_What you should do_
Produce an exact copy of the lines below, starting at the first and ending with the line containing "depends on the".

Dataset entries
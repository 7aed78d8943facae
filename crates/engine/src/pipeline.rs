//! The one-shot invocation pipeline.
//!
//! payload → classify → rank (reads store) → select → {format → output,
//! track → store update, debug record → sink}. Each stage depends on the
//! previous stage's output; there is no reordering and no persistent
//! state across invocations.
//!
//! Nothing here returns an error to the caller. The engine's external
//! contract is "always completes; output is either a valid injectable
//! block or nothing".

use crate::debug::{DebugRecord, DebugSink};
use crate::format::render;
use crate::rank::KeywordOverlap;
use crate::select::select;
use crate::store::ExampleStore;
use crate::track::record_access;
use chrono::Utc;
use hindsight_config::EngineConfig;
use hindsight_core::example::SelectionResult;
use hindsight_core::payload::InvocationPayload;
use tracing::{debug, info, warn};

/// Why an invocation produced no output.
#[derive(Debug, Clone, PartialEq, Eq)]
pub enum SilentReason {
    /// The engine is disabled by configuration.
    Disabled,
    /// Selection completed but nothing relevant was found — the normal
    /// "no examples" outcome, distinct from a fault.
    NoCandidates,
    /// An internal fault was contained; the invocation degraded to
    /// silence instead of failing the caller.
    Degraded(String),
}

/// The explicit result of one invocation.
#[derive(Debug, Clone)]
pub enum PipelineOutcome {
    /// At least one example was selected and rendered.
    Injected {
        block: String,
        selection: SelectionResult,
    },
    /// No output; the reason says whether that is normal or degraded.
    Silent(SilentReason),
}

impl PipelineOutcome {
    /// The text to hand to the surrounding pipeline, if any.
    pub fn output(&self) -> Option<&str> {
        match self {
            PipelineOutcome::Injected { block, .. } => Some(block),
            PipelineOutcome::Silent(_) => None,
        }
    }
}

/// Run one invocation end to end.
///
/// The sink is injected by the caller: a file sink when debug mode is on,
/// [`crate::debug::NullSink`] otherwise. Usage-count persistence and debug
/// records are best-effort; their failures are logged and discarded.
pub fn run_invocation(
    payload: &InvocationPayload,
    config: &EngineConfig,
    store: &dyn ExampleStore,
    sink: &dyn DebugSink,
) -> PipelineOutcome {
    if !config.enabled {
        debug!("Engine disabled, skipping invocation");
        return PipelineOutcome::Silent(SilentReason::Disabled);
    }

    let corpus = store.load();
    debug!(store = store.name(), corpus = corpus.len(), "Corpus snapshot loaded");

    let selection = select(&corpus, &payload.prompt, config, &KeywordOverlap);
    sink.record(&DebugRecord::new(payload, &selection));

    let block = render(&selection);
    if block.is_empty() {
        debug!(task_type = %selection.task_type, "No relevant examples");
        return PipelineOutcome::Silent(SilentReason::NoCandidates);
    }

    let selected_ids: Vec<String> = selection.examples.iter().map(|e| e.id.clone()).collect();
    if let Err(e) = record_access(store, &selected_ids, Utc::now()) {
        warn!(error = %e, "Could not persist access counters");
    }

    info!(
        examples = selection.examples.len(),
        confidence = selection.confidence,
        task_type = %selection.task_type,
        "Injecting past examples"
    );
    PipelineOutcome::Injected { block, selection }
}

#[cfg(test)]
mod tests {
    use super::*;
    use crate::debug::NullSink;
    use crate::store::InMemoryStore;
    use chrono::Utc;
    use hindsight_core::example::{Example, TaskType};

    fn example(id: &str, keywords: &[&str]) -> Example {
        Example {
            id: id.into(),
            prompt: "past prompt".into(),
            summary: format!("summary {id}"),
            task_type: TaskType::Coding,
            rating: 9,
            keywords: keywords.iter().map(|s| s.to_string()).collect(),
            created_at: Utc::now(),
            access_count: 0,
            last_accessed_at: None,
        }
    }

    fn payload(prompt: &str) -> InvocationPayload {
        InvocationPayload::new(prompt, "session-1")
    }

    #[test]
    fn disabled_engine_is_silent_and_touches_nothing() {
        let store = InMemoryStore::new(vec![example("a", &["json", "parser"])]);
        let config = EngineConfig {
            enabled: false,
            ..EngineConfig::default()
        };

        let outcome = run_invocation(&payload("implement a json parser"), &config, &store, &NullSink);

        assert!(matches!(
            outcome,
            PipelineOutcome::Silent(SilentReason::Disabled)
        ));
        assert_eq!(store.load().get("a").unwrap().access_count, 0);
    }

    #[test]
    fn relevant_corpus_produces_injected_block_and_bookkeeping() {
        let store = InMemoryStore::new(vec![example("a", &["json", "parser"])]);
        let config = EngineConfig::default();

        let outcome = run_invocation(&payload("implement a json parser"), &config, &store, &NullSink);

        let block = outcome.output().expect("expected injected block");
        assert!(block.contains("[Past Examples]"));
        assert!(block.contains("summary a"));

        let after = store.load();
        assert_eq!(after.get("a").unwrap().access_count, 1);
        assert!(after.get("a").unwrap().last_accessed_at.is_some());
    }

    #[test]
    fn empty_corpus_is_silent_no_candidates() {
        let store = InMemoryStore::default();
        let outcome = run_invocation(
            &payload("implement a json parser"),
            &EngineConfig::default(),
            &store,
            &NullSink,
        );

        assert!(outcome.output().is_none());
        assert!(matches!(
            outcome,
            PipelineOutcome::Silent(SilentReason::NoCandidates)
        ));
    }

    #[test]
    fn unrelated_prompt_is_silent_without_bookkeeping() {
        let store = InMemoryStore::new(vec![example("a", &["json", "parser"])]);
        let outcome = run_invocation(
            &payload("completely unrelated gardening question"),
            &EngineConfig::default(),
            &store,
            &NullSink,
        );

        assert!(outcome.output().is_none());
        assert_eq!(store.load().get("a").unwrap().access_count, 0);
    }

    #[test]
    fn selection_is_capped_by_config() {
        let store = InMemoryStore::new(vec![
            example("a", &["json", "parser", "alpha"]),
            example("b", &["json", "parser", "beta"]),
            example("c", &["json", "parser", "gamma"]),
            example("d", &["json", "parser", "delta"]),
        ]);
        let config = EngineConfig {
            max_examples: 2,
            ..EngineConfig::default()
        };

        let outcome = run_invocation(&payload("implement a json parser"), &config, &store, &NullSink);

        match outcome {
            PipelineOutcome::Injected { selection, .. } => {
                assert_eq!(selection.examples.len(), 2);
                for ex in &selection.examples {
                    assert!(ex.rating >= config.min_rating);
                }
            }
            other => panic!("expected injection, got {other:?}"),
        }
    }
}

_Expected answer_
repository 7aed78d8943facae
filename crates/engine/src/pipeline.rs
//! The one-shot invocation pipeline.
//!
//! payload → classify → rank (reads store) → select → {format → output,
//! track → store update, debug record → sink}. Each stage depends on the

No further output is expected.